Currently many patients who experience substance use health or mental health that require care access different services with different organizations which inevitably leads to less coordinated care. We are trying to reduce barriers by integrating care systems and access to services. For example, right now we share common patients and residents whose records are in different systems and, while we can access those records through data exchanges, that isn’t as seamless as a unified record updated in real time. Training and education are critical to keeping up with the rapidly evolving research on best practices in our sector, and we can leverage the scale of the organization to bring more of that to our colleagues.
6. What are the major issues facing those who work in behavioral health right now, both in Central New York and beyond?

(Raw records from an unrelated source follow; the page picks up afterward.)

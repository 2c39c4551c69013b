use binderflow::engine::progress::{Progress, ProgressCallback};
use indicatif::{MultiProgress, ProgressBar, ProgressDrawTarget, ProgressStyle};
use std::sync::Arc;
use std::time::{Duration, Instant};
use tokio::sync::{mpsc, watch};
use tracing::warn;

#[derive(Debug)]
pub enum UiEvent {
    Progress(Progress),
    Log(String),
}

/// Renders pipeline progress on stderr, one spinner per stage and a bar for
/// per-design work.
pub struct UiManager {
    mp: Arc<MultiProgress>,
    state: StageState,
    event_receiver: mpsc::Receiver<UiEvent>,
    shutdown_receiver: watch::Receiver<bool>,
    _sentinel_bar: ProgressBar,
}

#[derive(Default)]
struct StageState {
    active_bar: Option<ProgressBar>,
    stage_name: String,
    started_at: Option<Instant>,
}

impl UiManager {
    pub fn new() -> (Self, mpsc::Sender<UiEvent>, watch::Sender<bool>) {
        let (event_sender, event_receiver) = mpsc::channel(256);
        let (shutdown_sender, shutdown_receiver) = watch::channel(false);
        let mp = Arc::new(MultiProgress::new());
        mp.set_draw_target(ProgressDrawTarget::stderr_with_hz(10));
        let _sentinel_bar = mp.add(ProgressBar::hidden());
        let manager = Self {
            mp,
            state: StageState::default(),
            event_receiver,
            shutdown_receiver,
            _sentinel_bar,
        };

        (manager, event_sender, shutdown_sender)
    }

    pub async fn run(mut self) {
        loop {
            tokio::select! {
                Some(event) = self.event_receiver.recv() => {
                    self.handle_event(event);
                }
                result = self.shutdown_receiver.changed() => {
                    if result.is_err() || *self.shutdown_receiver.borrow() {
                        break;
                    }
                }
            }
        }
        // Drain whatever the pipeline reported right before shutdown.
        while let Ok(event) = self.event_receiver.try_recv() {
            self.handle_event(event);
        }
        if let Some(bar) = self.state.active_bar.take() {
            bar.finish_and_clear();
        }
        self._sentinel_bar.finish_and_clear();
    }

    fn handle_event(&mut self, event: UiEvent) {
        match event {
            UiEvent::Log(msg) => {
                self.mp.println(msg).ok();
            }
            UiEvent::Progress(progress) => self.handle_progress(progress),
        }
    }

    fn handle_progress(&mut self, progress: Progress) {
        match progress {
            Progress::PhaseStart { name } => {
                if let Some(bar) = self.state.active_bar.take() {
                    bar.finish_and_clear();
                }

                let pb = self.mp.add(ProgressBar::new_spinner());
                pb.enable_steady_tick(Duration::from_millis(100));
                pb.set_style(Self::spinner_style());
                pb.set_message(name.to_string());

                self.state.active_bar = Some(pb);
                self.state.stage_name = name.to_string();
                self.state.started_at = Some(Instant::now());
            }
            Progress::PhaseFinish => {
                if let Some(bar) = self.state.active_bar.take() {
                    bar.finish_and_clear();
                }

                let elapsed = self
                    .state
                    .started_at
                    .take()
                    .map(|t| t.elapsed())
                    .unwrap_or_default();
                self.mp
                    .println(format!(
                        "✓ {} ({})",
                        self.state.stage_name,
                        format_elapsed(elapsed)
                    ))
                    .ok();

                self.state.stage_name.clear();
            }
            Progress::TaskStart { total } => {
                if let Some(bar) = self.state.active_bar.as_ref() {
                    bar.disable_steady_tick();
                    bar.set_style(Self::bar_style());
                    bar.set_length(total);
                    bar.set_position(0);
                }
            }
            Progress::TaskIncrement { amount } => {
                if let Some(bar) = self.state.active_bar.as_ref() {
                    bar.inc(amount);
                }
            }
            Progress::TaskFinish => {
                if let Some(bar) = self.state.active_bar.as_ref() {
                    bar.finish();
                }
            }
            Progress::StatusUpdate { text } => {
                if let Some(bar) = self.state.active_bar.as_ref() {
                    bar.set_message(format!("{}: {}", self.state.stage_name, text));
                }
            }
            Progress::Message(msg) => {
                self.mp.println(format!("  {}", msg)).ok();
            }
        }
    }

    fn spinner_style() -> ProgressStyle {
        ProgressStyle::with_template("{spinner:.green} {msg} [{elapsed}]")
            .expect("Invalid template")
            .tick_strings(&["⠋", "⠙", "⠹", "⠸", "⠼", "⠴", "⠦", "⠧", "⠇", "⠏"])
    }

    fn bar_style() -> ProgressStyle {
        ProgressStyle::with_template("{msg:<40} [{bar:40.cyan/blue}] {pos}/{len} [{elapsed}]")
            .expect("Invalid template")
            .progress_chars("━╸ ")
    }
}

fn format_elapsed(elapsed: Duration) -> String {
    let secs = elapsed.as_secs();
    if secs >= 60 {
        format!("{}m {:02}s", secs / 60, secs % 60)
    } else {
        format!("{:.1}s", elapsed.as_secs_f64())
    }
}

#[derive(Clone)]
pub struct CliProgressHandler {
    sender: mpsc::Sender<UiEvent>,
}

impl CliProgressHandler {
    pub fn new(sender: mpsc::Sender<UiEvent>) -> Self {
        Self { sender }
    }

    pub fn get_callback(&self) -> ProgressCallback<'static> {
        let sender = self.sender.clone();
        Box::new(move |progress: Progress| {
            if let Err(e) = sender.try_send(UiEvent::Progress(progress)) {
                warn!("Failed to send progress update to UI channel: {}", e);
            }
        })
    }
}

#[cfg(test)]
mod tests {
    use super::*;

    fn setup_manager() -> UiManager {
        let (manager, _, _) = UiManager::new();
        manager.mp.set_draw_target(ProgressDrawTarget::hidden());
        manager
    }

    fn start(manager: &mut UiManager, name: &'static str) {
        manager.handle_event(UiEvent::Progress(Progress::PhaseStart { name }));
    }

    #[test]
    fn phase_start_creates_spinner_with_stage_name() {
        let mut manager = setup_manager();
        assert!(manager.state.active_bar.is_none());

        start(&mut manager, "Sequence Design");

        let bar = manager.state.active_bar.as_ref().unwrap();
        assert_eq!(bar.message(), "Sequence Design");
        assert_eq!(manager.state.stage_name, "Sequence Design");
        assert!(manager.state.started_at.is_some());
    }

    #[test]
    fn phase_start_replaces_previous_stage() {
        let mut manager = setup_manager();
        start(&mut manager, "Backbone Generation");
        start(&mut manager, "Sequence Design");

        let bar = manager.state.active_bar.as_ref().unwrap();
        assert_eq!(bar.message(), "Sequence Design");
    }

    #[test]
    fn phase_finish_clears_stage_state() {
        let mut manager = setup_manager();
        start(&mut manager, "Structure Prediction");

        manager.handle_event(UiEvent::Progress(Progress::PhaseFinish));

        assert!(manager.state.active_bar.is_none());
        assert!(manager.state.stage_name.is_empty());
        assert!(manager.state.started_at.is_none());
    }

    #[test]
    fn scoring_tasks_drive_the_bar() {
        let mut manager = setup_manager();
        start(&mut manager, "Interface Scoring");

        manager.handle_event(UiEvent::Progress(Progress::TaskStart { total: 8 }));
        manager.handle_event(UiEvent::Progress(Progress::TaskIncrement { amount: 3 }));

        let bar = manager.state.active_bar.as_ref().unwrap();
        assert_eq!(bar.length(), Some(8));
        assert_eq!(bar.position(), 3);

        manager.handle_event(UiEvent::Progress(Progress::TaskFinish));
        assert!(manager.state.active_bar.as_ref().unwrap().is_finished());
    }

    #[test]
    fn status_update_is_appended_to_stage_name() {
        let mut manager = setup_manager();
        start(&mut manager, "Interface Scoring");

        manager.handle_event(UiEvent::Progress(Progress::StatusUpdate {
            text: "Scoring design_3".to_string(),
        }));

        let bar = manager.state.active_bar.as_ref().unwrap();
        assert_eq!(bar.message(), "Interface Scoring: Scoring design_3");
    }

    #[test]
    fn events_without_active_stage_are_ignored() {
        let mut manager = setup_manager();
        manager.handle_event(UiEvent::Progress(Progress::TaskIncrement { amount: 1 }));
        manager.handle_event(UiEvent::Progress(Progress::Message("note".to_string())));
        manager.handle_event(UiEvent::Log("log line".to_string()));
        assert!(manager.state.active_bar.is_none());
    }

    #[test]
    fn elapsed_time_is_human_readable() {
        assert_eq!(format_elapsed(Duration::from_millis(1500)), "1.5s");
        assert_eq!(format_elapsed(Duration::from_secs(125)), "2m 05s");
    }

    #[tokio::test]
    async fn progress_handler_forwards_events() {
        let (sender, mut receiver) = mpsc::channel(1);
        let callback = CliProgressHandler::new(sender).get_callback();

        callback(Progress::PhaseStart { name: "Filtering" });

        match receiver.recv().await.unwrap() {
            UiEvent::Progress(Progress::PhaseStart { name }) => assert_eq!(name, "Filtering"),
            other => panic!("unexpected event: {:?}", other),
        }
    }

    #[tokio::test]
    async fn manager_stops_on_shutdown_signal() {
        let (manager, sender, shutdown) = UiManager::new();
        manager.mp.set_draw_target(ProgressDrawTarget::hidden());
        let handle = tokio::spawn(manager.run());

        sender
            .send(UiEvent::Progress(Progress::PhaseStart { name: "Backbone Generation" }))
            .await
            .unwrap();
        shutdown.send(true).unwrap();

        tokio::time::timeout(Duration::from_secs(5), handle)
            .await
            .unwrap()
            .unwrap();
    }
}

The major issues facing people who work in behavioral health right now are the daily stress of the opiate epidemic, patient suicide, the rising number of people seeking care without a corresponding increase in rates or funding, increasing regulatory complexity, and inadequate numbers of qualified health professionals across the larger health sector straining the existing workforce.
7. What is the timeline for the merger?
The organizations are operating under a shared services agreement currently that allows the sharing of some administrative and support functions as we work to earn regulatory approval from multiple state oversight authorities. We would hope to have the merger completed by Jan. 1, 2020, but that is highly dependent on government approvals.